FIG. 4 is a schematic diagram of similar image extraction in a sparse data scene according to an embodiment of the target detection method based on big data enabling and model flow.
Detailed Description
The present application will be described in further detail with reference to the following drawings and examples. It is to be understood that the specific embodiments described herein are merely illustrative of the relevant invention and not restrictive of the invention. It should be noted that, for convenience of description, only the portions related to the related invention are shown in the drawings.
It should be noted that the embodiments and features of the embodiments in the present application may be combined with each other without conflict. The present application will be described in detail below with reference to the embodiments with reference to the attached drawings.
The invention provides a target detection method based on big data enabling and model flow, aiming at the problems in the prior art in target detection, aiming at the current situation that the performance of the existing target detection model is low in a few-sample scene on one hand, and aiming at the situations of complexity of model deployment and resource waste on the other hand, hundreds of thousands of submodels are trained at one time by integrating a large target detection data set and constructing a flexible dynamic extranet. In a specific use scene, selecting the weight corresponding to the closest semantic category in the training database according to the word vector model for initialization, and quickly fine-tuning by using a small amount of labeled data in the use scene to achieve excellent target detection performance. Under the condition that corresponding use scene labeled data are sparse, similar data are selected from a training database according to the distribution characteristics of the labeled data in a network full-connection layer feature diagram for assisting deployment training, and the performance of the model is further enhanced.

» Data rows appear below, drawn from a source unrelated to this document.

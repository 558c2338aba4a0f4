use annolane::{AnnotatorConfig, FileInputs, default_workers};
use anyhow::bail;
use clap::Parser;
use std::path::PathBuf;

/// Runtime configuration for the `annolane` binary.
///
/// Every option can also be supplied through the environment variable named
/// in its description, or through a `.env` file in the working directory.
#[derive(Parser, Debug, Clone)]
#[command(
    name = "annolane",
    version,
    about = "Annotates variants in input order using striped worker lanes"
)]
pub struct CliArgs {
    /// Primary input: a VCF file (`*.vcf` or `*.vcf.gz`).
    ///
    /// Environment variable: `ANNOLANE_VCF`
    #[arg(long, env = "ANNOLANE_VCF")]
    pub vcf: PathBuf,

    /// Pre-computed predictions for the VCF records, one JSON object per
    /// line (`*.json` or `*.jsonl`, optionally gzipped as `*.gz`).
    ///
    /// Records must appear in the same order as in the VCF. Without this
    /// file every record is resolved through the predictor.
    ///
    /// Environment variable: `ANNOLANE_VEP_JSON`
    #[arg(long, env = "ANNOLANE_VEP_JSON")]
    pub vep_json: Option<PathBuf>,

    /// Copy-number variants, annotated after the VCF records.
    ///
    /// Environment variable: `ANNOLANE_CNV`
    #[arg(long, env = "ANNOLANE_CNV")]
    pub cnv: Option<PathBuf>,

    /// Number of worker lanes. Defaults to four per logical CPU.
    ///
    /// Environment variable: `NUM_WORKERS`
    #[arg(long, env = "NUM_WORKERS")]
    pub workers: Option<usize>,

    /// Position of the first record to emit. Earlier records are skipped,
    /// which resumes an interrupted run.
    ///
    /// Environment variable: `START_POSITION`
    #[arg(long, env = "START_POSITION", default_value_t = 0)]
    pub start_position: u64,

    /// Output file for the JSON lines. Defaults to stdout. A name ending in
    /// `.gz` is written gzip-compressed. The first line holds the run
    /// metadata.
    ///
    /// Environment variable: `ANNOLANE_OUTPUT`
    #[arg(short, long, env = "ANNOLANE_OUTPUT")]
    pub output: Option<PathBuf>,
}

#[derive(Debug, Clone)]
pub struct RunConfig {
    pub inputs: FileInputs,
    pub annotator: AnnotatorConfig,
    pub output: Option<PathBuf>,
}

impl TryFrom<CliArgs> for RunConfig {
    type Error = anyhow::Error;

    fn try_from(args: CliArgs) -> Result<Self, Self::Error> {
        let workers = args.workers.unwrap_or_else(default_workers);
        if workers == 0 {
            bail!("NUM_WORKERS must be greater than 0");
        }

        if args.output.as_ref() == Some(&args.vcf) {
            bail!("Output {} would overwrite the VCF input", args.vcf.display());
        }

        let annotator = AnnotatorConfig::new(workers).with_start_position(args.start_position);
        annotator.validate()?;

        let inputs = FileInputs {
            vcf: args.vcf,
            vep_json: args.vep_json,
            cnv: args.cnv,
        };
        inputs.validate()?;

        Ok(Self {
            inputs,
            annotator,
            output: args.output,
        })
    }
}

The invention relates to a target detection method based on big data enabling and model flow, which comprises the following steps:
step S10, acquiring a target detection image of the current scene, and converting the category information of the image into a semantic information vector through a Word2vector model;
step S20, performing cosine similarity matching between the semantic information vector and the semantic information vectors of all the public target detection data set image category information;
step S30, initializing the target detection model of the current scene by the classification full-connection weight of the category with the highest matching value in the hyper-network with variable width and depth;
step S40, pre-specifying the floating point operation times and parameter quantity of the model, and traversing in the model sampling space one by one to obtain K target detection submodels of the current scene;
step S50, pre-training the K target detection submodels by respectively adopting the training images of the current scene, and taking the pre-trained submodel with the maximum mAP value as the final target detection model of the current scene;
and step S60, carrying out target detection on the image to be detected by the target in the current scene through the final target detection model in the current scene to obtain a target detection result.

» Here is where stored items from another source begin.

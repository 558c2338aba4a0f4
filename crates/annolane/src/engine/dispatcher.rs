use super::slot::{self, Completion, Publisher, Slot};
use crossbeam_channel::Sender;
#[cfg(not(feature = "cache-padded"))]
use parking_lot::Mutex;
use portable_atomic::{AtomicBool, Ordering};
use std::sync::Arc;

/// The dispatcher's end of one lane: the slot the lane is currently armed
/// with, and the channel used to arm it again.
pub(crate) struct LaneHandle<R> {
    index: usize,
    stride: u64,
    next_position: u64,
    current: Slot<R>,
    completed: Arc<AtomicBool>,
    arms: Sender<Publisher<R>>,
}

impl<R> LaneHandle<R> {
    /// Creates the handle and arms the lane for `first_position`.
    pub(crate) fn new(
        index: usize,
        first_position: u64,
        stride: u64,
        completed: Arc<AtomicBool>,
        arms: Sender<Publisher<R>>,
    ) -> Self {
        let current = arm(index, first_position, &completed, &arms);
        Self {
            index,
            stride,
            next_position: first_position.saturating_add(stride),
            current,
            completed,
            arms,
        }
    }

    /// Arms the lane for its next position and returns the slot it was armed
    /// with before.
    fn rotate(&mut self) -> Slot<R> {
        let next = arm(
            self.index,
            self.next_position,
            &self.completed,
            &self.arms,
        );
        self.next_position = self.next_position.saturating_add(self.stride);
        core::mem::replace(&mut self.current, next)
    }
}

fn arm<R>(
    index: usize,
    position: u64,
    completed: &AtomicBool,
    arms: &Sender<Publisher<R>>,
) -> Slot<R> {
    if completed.load(Ordering::Acquire) {
        return Slot::resolved(index, position, Completion::End);
    }
    let (slot, publisher) = slot::pair(index, position);
    // A closed channel drops the publisher, which resolves the slot to
    // `LaneTerminated`.
    let _ = arms.send(publisher);
    slot
}

struct Rotation<R> {
    lanes: Vec<LaneHandle<R>>,
    cursor: usize,
}

/// Hands out slots in global position order.
///
/// Every call to [`Dispatcher::next`] returns the slot for the next position,
/// taken round-robin from the lanes, and re-arms the lane it came from. The
/// whole step happens under one lock, so concurrent callers still receive
/// strictly consecutive positions.
pub struct Dispatcher<R> {
    #[cfg(feature = "cache-padded")]
    rotation: crossbeam_utils::CachePadded<parking_lot::Mutex<Rotation<R>>>,
    #[cfg(not(feature = "cache-padded"))]
    rotation: Mutex<Rotation<R>>,
    lanes: usize,
}

impl<R> Dispatcher<R> {
    /// `lanes` must be non-empty and ordered by lane index.
    pub(crate) fn new(lanes: Vec<LaneHandle<R>>) -> Self {
        debug_assert!(!lanes.is_empty());
        let count = lanes.len();
        let rotation = Rotation { lanes, cursor: 0 };
        Self {
            #[cfg(feature = "cache-padded")]
            rotation: crossbeam_utils::CachePadded::new(parking_lot::Mutex::new(rotation)),
            #[cfg(not(feature = "cache-padded"))]
            rotation: Mutex::new(rotation),
            lanes: count,
        }
    }

    /// Returns the slot for the next position.
    ///
    /// Once the input is exhausted every further slot resolves to
    /// [`Completion::End`].
    pub fn next(&self) -> Slot<R> {
        let mut rotation = self.rotation.lock();
        let cursor = rotation.cursor;
        rotation.cursor = (cursor + 1) % rotation.lanes.len();
        rotation.lanes[cursor].rotate()
    }

    /// Number of lanes.
    pub const fn lanes(&self) -> usize {
        self.lanes
    }

    /// Disconnects every lane. Lanes finish their current record and exit.
    pub(crate) fn close(&self) {
        self.rotation.lock().lanes.clear();
    }
}

impl<R> core::fmt::Debug for Dispatcher<R> {
    fn fmt(&self, f: &mut core::fmt::Formatter<'_>) -> core::fmt::Result {
        f.debug_struct("Dispatcher")
            .field("lanes", &self.lanes)
            .finish_non_exhaustive()
    }
}

#[cfg(test)]
mod tests {
    use super::*;

    fn detached(count: usize) -> (Dispatcher<()>, Vec<crossbeam_channel::Receiver<Publisher<()>>>) {
        let mut lanes = Vec::new();
        let mut receivers = Vec::new();
        for index in 0..count {
            let (tx, rx) = crossbeam_channel::unbounded();
            let completed = Arc::new(AtomicBool::new(false));
            lanes.push(LaneHandle::new(index, index as u64, count as u64, completed, tx));
            receivers.push(rx);
        }
        (Dispatcher::new(lanes), receivers)
    }

    #[test]
    fn slots_rotate_through_lanes_in_position_order() {
        let (dispatcher, receivers) = detached(3);
        for expected in 0..6u64 {
            let slot = dispatcher.next();
            assert_eq!(slot.position(), expected);
            assert_eq!(slot.lane(), (expected % 3) as usize);
            // answer the arm that produced this slot
            let publisher = receivers[slot.lane()].recv().unwrap();
            assert_eq!(publisher.position(), expected);
            publisher.complete(Completion::End);
            assert!(matches!(slot.wait(), Completion::End));
        }
        assert_eq!(dispatcher.lanes(), 3);
    }

    #[test]
    fn completed_lane_is_not_armed_again() {
        let (tx, rx) = crossbeam_channel::bounded(1);
        let completed = Arc::new(AtomicBool::new(false));
        let dispatcher = Dispatcher::<()>::new(vec![LaneHandle::new(
            0,
            0,
            1,
            Arc::clone(&completed),
            tx,
        )]);

        rx.recv().unwrap().complete(Completion::End);
        completed.store(true, Ordering::Release);

        // the slot for position 0 was armed before completion
        assert!(matches!(dispatcher.next().wait(), Completion::End));
        // position 1 was resolved without touching the channel
        assert!(rx.try_recv().is_err());
        assert!(matches!(dispatcher.next().wait(), Completion::End));
    }

    #[test]
    fn closed_lane_terminates_its_slots() {
        let (tx, rx) = crossbeam_channel::bounded(1);
        drop(rx);
        let completed = Arc::new(AtomicBool::new(false));
        let dispatcher = Dispatcher::<()>::new(vec![LaneHandle::new(0, 0, 1, completed, tx)]);
        match dispatcher.next().wait() {
            Completion::Fatal(crate::Error::LaneTerminated { lane, position }) => {
                assert_eq!((lane, position), (0, 0));
            }
            other => panic!("unexpected completion: {other:?}"),
        }
    }
}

In order to more clearly describe the object detection method based on big data enabling and model flow of the present invention, the following describes the steps in the embodiment of the present invention in detail with reference to fig. 1 and 2.

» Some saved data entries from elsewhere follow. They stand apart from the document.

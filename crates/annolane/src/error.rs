//! Error types for the annotation engine.
//!
//! Two families of failure exist and they travel differently:
//!
//! - [`Error`] aborts a run. It covers configuration problems detected before
//!   any lane starts, unreadable inputs, stream-consistency violations raised
//!   inside a lane, and lanes that terminate unexpectedly. A run observes at
//!   most one of these, at the position where it was raised.
//! - [`ResolveError`] is local to a single record. It is carried on that
//!   record's handle and reaches the subscriber as a failed
//!   [`Annotated`](crate::Annotated) item while the stream stays healthy.

use std::path::PathBuf;

pub type Result<T, E = Error> = core::result::Result<T, E>;

/// Fatal errors that abort an annotation run.
#[derive(Clone, thiserror::Error, Debug, PartialEq, Eq)]
#[non_exhaustive]
pub enum Error {
    /// The run was configured with values it cannot honour.
    #[error("Invalid configuration: {reason}")]
    InvalidConfig { reason: String },

    /// An input file is missing.
    #[error("Input file does not exist: {}", path.display())]
    MissingInput { path: PathBuf },

    /// An input file exists but its name does not carry a recognised
    /// extension.
    #[error("Bad input file name (expected *{expected}): {}", path.display())]
    BadInputName {
        path: PathBuf,
        expected: &'static str,
    },

    /// Reading or decoding an input failed.
    #[error("Input error: {context}")]
    Input { context: String },

    /// A primary record and its secondary record disagree on locus identity.
    #[error("Inconsistent pair at position {position}: {field} differs (primary {primary}, secondary {secondary})")]
    PairMismatch {
        position: u64,
        field: &'static str,
        primary: String,
        secondary: String,
    },

    /// The primary and secondary inputs do not hold the same number of
    /// records.
    #[error("Record count mismatch at position {position}: {side} input exhausted first")]
    CountMismatch { position: u64, side: Side },

    /// A worker thread could not be started.
    #[error("Thread error: {context}")]
    Thread { context: String },

    /// A lane stopped before publishing the handle it was armed with.
    #[error("Lane {lane} terminated before position {position} was published")]
    LaneTerminated { lane: usize, position: u64 },
}

/// Which of the two paired inputs ran out first.
#[derive(Clone, Copy, Debug, PartialEq, Eq, Hash)]
pub enum Side {
    Primary,
    Secondary,
}

impl core::fmt::Display for Side {
    fn fmt(&self, f: &mut core::fmt::Formatter<'_>) -> core::fmt::Result {
        match self {
            Self::Primary => f.write_str("primary"),
            Self::Secondary => f.write_str("secondary"),
        }
    }
}

impl From<std::io::Error> for Error {
    fn from(err: std::io::Error) -> Self {
        Self::Input {
            context: err.to_string(),
        }
    }
}

/// Failure to annotate one record.
///
/// Cloneable so that a failed record can be fanned out to several
/// subscribers.
#[derive(Clone, thiserror::Error, Debug, PartialEq, Eq)]
#[non_exhaustive]
pub enum ResolveError {
    /// The resolver rejected or failed on the record.
    #[error("Resolver failed: {0}")]
    Resolver(String),

    /// The external predictor failed or returned an unusable payload.
    #[error("Predictor failed: {0}")]
    Predictor(String),

    /// The record needs a predictor payload but no predictor is configured.
    #[error("No predictor configured for {kind} record at {locus}")]
    NoPredictor { kind: &'static str, locus: String },

    /// A payload was attached to a record that already carried one.
    #[error("Payload already attached to record at {locus}")]
    AlreadyAttached { locus: String },
}
//! Pairing of primary records with their pre-annotated counterparts.

use crate::{
    error::{Error, ResolveError, Result},
    variant::{Locus, Prediction, Variant},
};

/// A primary [`Variant`] together with the prediction it is annotated with.
///
/// A record built with [`PairedRecord::pair`] has had its identity checked
/// against the secondary record. A record built with
/// [`PairedRecord::unpaired`] receives its prediction later, exactly once,
/// through [`PairedRecord::attach`].
#[derive(Clone, Debug, PartialEq)]
pub struct PairedRecord {
    variant: Variant,
    prediction: Option<Prediction>,
}

impl PairedRecord {
    /// Pairs `variant` with the secondary record read alongside it.
    ///
    /// # Errors
    ///
    /// Returns [`Error::PairMismatch`] naming the first of chromosome, id,
    /// start or end on which the two records disagree.
    pub fn pair(position: u64, variant: Variant, prediction: Prediction) -> Result<Self> {
        validate_pair(position, &variant, &prediction)?;
        Ok(Self {
            variant,
            prediction: Some(prediction),
        })
    }

    pub const fn unpaired(variant: Variant) -> Self {
        Self {
            variant,
            prediction: None,
        }
    }

    /// Attaches a prediction obtained after the record was read.
    ///
    /// # Errors
    ///
    /// Returns [`ResolveError::AlreadyAttached`] if the record already
    /// carries a prediction.
    pub fn attach(&mut self, prediction: Prediction) -> Result<(), ResolveError> {
        if self.prediction.is_some() {
            return Err(ResolveError::AlreadyAttached {
                locus: self.variant.locus().to_string(),
            });
        }
        self.prediction = Some(prediction);
        Ok(())
    }

    pub const fn variant(&self) -> &Variant {
        &self.variant
    }

    pub const fn locus(&self) -> &Locus {
        self.variant.locus()
    }

    pub const fn prediction(&self) -> Option<&Prediction> {
        self.prediction.as_ref()
    }

    pub fn into_parts(self) -> (Variant, Option<Prediction>) {
        (self.variant, self.prediction)
    }
}

/// Checks that `variant` and `prediction` describe the same locus.
///
/// # Errors
///
/// Returns [`Error::PairMismatch`] for the first disagreeing field.
pub fn validate_pair(position: u64, variant: &Variant, prediction: &Prediction) -> Result<()> {
    let locus = variant.locus();
    let mismatch = |field, primary: String, secondary: String| Error::PairMismatch {
        position,
        field,
        primary,
        secondary,
    };

    if locus.chromosome != prediction.chromosome {
        return Err(mismatch(
            "chromosome",
            locus.chromosome.to_string(),
            prediction.chromosome.to_string(),
        ));
    }
    if variant.id() != prediction.id.as_deref() {
        return Err(mismatch(
            "id",
            variant.id().unwrap_or(".").to_owned(),
            prediction.id.as_deref().unwrap_or(".").to_owned(),
        ));
    }
    if locus.start != prediction.start {
        return Err(mismatch(
            "start",
            locus.start.to_string(),
            prediction.start.to_string(),
        ));
    }
    if locus.end != prediction.end {
        return Err(mismatch(
            "end",
            locus.end.to_string(),
            prediction.end.to_string(),
        ));
    }
    Ok(())
}

#[cfg(test)]
mod tests {
    use super::*;
    use crate::variant::{Chromosome, VcfVariant};
    use serde_json::json;

    fn variant() -> Variant {
        VcfVariant::new(
            Chromosome::Numbered(3),
            1_000,
            Some("rs42".to_owned()),
            "C".to_owned(),
            vec!["T".to_owned()],
        )
        .into()
    }

    fn prediction(chromosome: Chromosome, id: Option<&str>, start: u64, end: u64) -> Prediction {
        Prediction {
            chromosome,
            id: id.map(str::to_owned),
            start,
            end,
            body: json!({"most_severe_consequence": "missense_variant"}),
        }
    }

    #[test]
    fn matching_pair_is_accepted() {
        let record = PairedRecord::pair(
            0,
            variant(),
            prediction(Chromosome::Numbered(3), Some("rs42"), 1_000, 1_000),
        )
        .unwrap();
        assert!(record.prediction().is_some());
    }

    #[test]
    fn each_identity_field_is_checked() {
        let cases = [
            (
                prediction(Chromosome::Numbered(4), Some("rs42"), 1_000, 1_000),
                "chromosome",
            ),
            (
                prediction(Chromosome::Numbered(3), Some("rs43"), 1_000, 1_000),
                "id",
            ),
            (
                prediction(Chromosome::Numbered(3), Some("rs42"), 999, 1_000),
                "start",
            ),
            (
                prediction(Chromosome::Numbered(3), Some("rs42"), 1_000, 1_001),
                "end",
            ),
        ];

        for (secondary, expected) in cases {
            match PairedRecord::pair(7, variant(), secondary) {
                Err(Error::PairMismatch {
                    position, field, ..
                }) => {
                    assert_eq!(position, 7);
                    assert_eq!(field, expected);
                }
                other => panic!("expected {expected} mismatch, got {other:?}"),
            }
        }
    }

    #[test]
    fn mismatch_names_both_values() {
        let err = PairedRecord::pair(
            2,
            variant(),
            prediction(Chromosome::Numbered(3), Some("rs42"), 1_000, 1_005),
        )
        .unwrap_err();
        let msg = err.to_string();
        assert!(msg.contains("1000"), "{msg}");
        assert!(msg.contains("1005"), "{msg}");
    }

    #[test]
    fn attach_only_once() {
        let mut record = PairedRecord::unpaired(variant());
        let p = prediction(Chromosome::Numbered(3), Some("rs42"), 1_000, 1_000);
        record.attach(p.clone()).unwrap();
        assert!(matches!(
            record.attach(p),
            Err(ResolveError::AlreadyAttached { .. })
        ));
    }
}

The object detection method based on big data enabling and model flow in the first embodiment of the invention has the following steps:
step A10, normalizing the images in all the obtained public target detection data sets, and converting the category information corresponding to the images into semantic information vectors through a Word2vector model. In one embodiment of the invention, the length of the short side of all the images is adjusted to 800 pixels.
And step A20, calculating cosine similarity among semantic information vectors of each category, merging categories with the cosine similarity larger than a preset threshold value, and then performing label remapping. In one embodiment of the present invention, the predetermined threshold is 0.8.
And A30, selecting any deep learning target detection model, and extracting the width and the depth sampling space of the backbone network set model according to the characteristics of the model to obtain a model sampling space.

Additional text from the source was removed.